Social workers generally are employed by state governments. They sometimes work on as many as 60 to 90 cases at a time and are frequently unable to conduct a comprehensive investigation of each case. The CASA is a volunteer with more time and a smaller caseload (an average of 1-2 cases at a time). The CASA does not replace a social worker on a case; they are an independent court appointee. The CASA volunteer can thoroughly examine a child’s case, knows community resources, and recommend to the court independent of the state agency restrictions.

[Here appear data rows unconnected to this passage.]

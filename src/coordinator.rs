//! Per-participant façade over a [`CallbackRegistry`].
//!
//! A [`SyncCoordinator`] binds one participant (id + callback) to one group of
//! one registry for its whole lifetime. The owner attaches it when the
//! participant becomes active and detaches it when it goes away; dropping the
//! coordinator detaches as well, so a participant can never outlive its owner
//! inside the registry.
//!
//! # Examples
//!
//! ```
//! use std::sync::Arc;
//! use callback_sync::{Callback, CallbackRegistry, SyncCoordinator, SyncMode};
//!
//! # futures::executor::block_on(async {
//! let registry = Arc::new(CallbackRegistry::new());
//!
//! let table = SyncCoordinator::builder(Callback::from_fn(|| Ok(())))
//!     .id("table")
//!     .attach(&registry);
//! let chart = SyncCoordinator::builder(Callback::from_fn(|| Ok(())))
//!     .id("chart")
//!     .attach(&registry);
//!
//! // Runs the table's own callback, then refreshes the chart.
//! table.sync(SyncMode::Deferred).await.unwrap();
//! # drop(chart);
//! # });
//! ```

use std::sync::{Arc, Weak};

use crate::id::{IdGenerator, SequentialIds};
use crate::{Callback, CallbackError, CallbackRegistry, DEFAULT_GROUP};

/// How [`SyncCoordinator::sync`] runs the group.
#[derive(Debug, Clone, Copy, Default, PartialEq, Eq, Hash)]
pub enum SyncMode {
    /// Invoke every live participant in the group, the caller included, as one batch.
    Immediate,
    /// Await the caller's own callback first, then invoke everyone else in the group.
    #[default]
    Deferred,
}

/// Builder for [`SyncCoordinator`].
pub struct CoordinatorBuilder {
    callback: Callback,
    id: Option<String>,
    group: Option<String>,
    ids: Option<Arc<dyn IdGenerator>>,
}

impl CoordinatorBuilder {
    /// Participant id. Generated when omitted.
    pub fn id(mut self, id: impl Into<String>) -> Self {
        self.id = Some(id.into());
        self
    }

    /// Group name. [`DEFAULT_GROUP`] when omitted.
    pub fn group(mut self, group: impl Into<String>) -> Self {
        self.group = Some(group.into());
        self
    }

    /// Generator used when no explicit id is given. Defaults to
    /// [`SequentialIds::global`].
    pub fn id_generator(mut self, ids: Arc<dyn IdGenerator>) -> Self {
        self.ids = Some(ids);
        self
    }

    /// Builds an unregistered coordinator.
    pub fn build(self, registry: &Arc<CallbackRegistry>) -> SyncCoordinator {
        let id = match (self.id, self.ids) {
            (Some(id), _) => id,
            (None, Some(ids)) => ids.next_id(),
            (None, None) => SequentialIds::global().next_id(),
        };

        SyncCoordinator {
            registry: Arc::downgrade(registry),
            group: self.group.unwrap_or_else(|| DEFAULT_GROUP.to_string()),
            id,
            callback: self.callback,
            attached: false,
        }
    }

    /// Builds the coordinator and registers it right away.
    pub fn attach(self, registry: &Arc<CallbackRegistry>) -> SyncCoordinator {
        let mut coordinator = self.build(registry);
        coordinator.attach();
        coordinator
    }
}

/// One participant's handle on a registry group.
///
/// The coordinator holds only a weak reference to the registry. Once the
/// registry is dropped every operation becomes a no-op.
#[derive(Debug)]
pub struct SyncCoordinator {
    registry: Weak<CallbackRegistry>,
    group: String,
    id: String,
    callback: Callback,
    attached: bool,
}

impl SyncCoordinator {
    pub fn builder(callback: Callback) -> CoordinatorBuilder {
        CoordinatorBuilder {
            callback,
            id: None,
            group: None,
            ids: None,
        }
    }

    pub fn id(&self) -> &str {
        &self.id
    }

    pub fn group(&self) -> &str {
        &self.group
    }

    pub fn callback(&self) -> &Callback {
        &self.callback
    }

    pub fn is_attached(&self) -> bool {
        self.attached
    }

    /// Registers the participant's current callback.
    ///
    /// Attaching an attached coordinator re-registers the same callback, which
    /// leaves the registry unchanged.
    pub fn attach(&mut self) {
        let Some(registry) = self.registry.upgrade() else {
            tracing::debug!(group = %self.group, id = %self.id, "attach skipped, registry dropped");
            return;
        };
        registry.register(&self.group, &self.id, self.callback.clone());
        self.attached = true;
    }

    /// Unregisters the participant. Calling it again, or on a coordinator that
    /// was never attached, does nothing.
    pub fn detach(&mut self) {
        if !self.attached {
            return;
        }
        self.attached = false;
        if let Some(registry) = self.registry.upgrade() {
            registry.remove(&self.group, &self.id);
        }
    }

    /// Alias of [`SyncCoordinator::detach`].
    pub fn remove_self(&mut self) {
        self.detach();
    }

    /// Replaces the participant's callback.
    ///
    /// When attached, the new callback is registered immediately under the same
    /// id so a stale callback is never invoked. Passing the handle that is
    /// already bound does nothing.
    pub fn set_callback(&mut self, callback: Callback) {
        if self.callback.ptr_eq(&callback) {
            return;
        }
        self.callback = callback;
        if self.attached {
            self.attach();
        }
    }

    /// Triggers a group sync.
    ///
    /// In [`SyncMode::Deferred`] the participant's own callback is awaited first;
    /// if it fails the error is returned and no sibling is invoked. Otherwise
    /// every other live participant of the group is invoked and awaited.
    ///
    /// In [`SyncMode::Immediate`] the whole group, this participant included, is
    /// invoked as one batch and only this participant's own failure is returned.
    ///
    /// Sibling failures are never returned; they are logged and reported to the
    /// registry's trace callback. Syncing a detached coordinator does nothing.
    ///
    /// Callbacks run detached on the registry's spawner. Dropping this future,
    /// for example on a caller-side timeout, stops waiting but lets every
    /// callback that already started finish. In deferred mode siblings are only
    /// started once the awaited own callback succeeds, so giving up during that
    /// first step means the siblings are not invoked.
    pub async fn sync(&self, mode: SyncMode) -> Result<(), CallbackError> {
        if !self.attached {
            tracing::debug!(group = %self.group, id = %self.id, "sync skipped, not attached");
            return Ok(());
        }
        let Some(registry) = self.registry.upgrade() else {
            tracing::debug!(group = %self.group, id = %self.id, "sync skipped, registry dropped");
            return Ok(());
        };

        match mode {
            SyncMode::Immediate => {
                let report = registry.invoke_group::<&str>(&self.group, &[]).await;
                match report.failure_of(&self.id) {
                    Some(error) => Err(error.clone()),
                    None => Ok(()),
                }
            }
            SyncMode::Deferred => {
                registry.start(&self.callback).await?;
                registry
                    .invoke_group(&self.group, &[self.id.as_str()])
                    .await;
                Ok(())
            }
        }
    }

    /// Same as `sync(SyncMode::default())`.
    pub async fn sync_default(&self) -> Result<(), CallbackError> {
        self.sync(SyncMode::default()).await
    }
}

impl Drop for SyncCoordinator {
    fn drop(&mut self) {
        self.detach();
    }
}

The CASA volunteer does not provide legal representation in the courtroom. That is the role of the Attorney Ad Litem. However, the CASA volunteer does provide crucial background information that assists attorneys in presenting their cases. It is important to remember that CASA volunteers do not represent the child’s wishes in court. Instead, they speak in the child’s best interest.
CASA volunteers come from all walks of life, with various professional, educational, and ethnic backgrounds. There are more than 42,000 CASAs nationally. Local programs vary in the number of volunteers they utilize. Aside from their CASA work, 52% are employed in regular full-time jobs; most are professionals. 82% of the volunteers nationwide are women; 18% are men.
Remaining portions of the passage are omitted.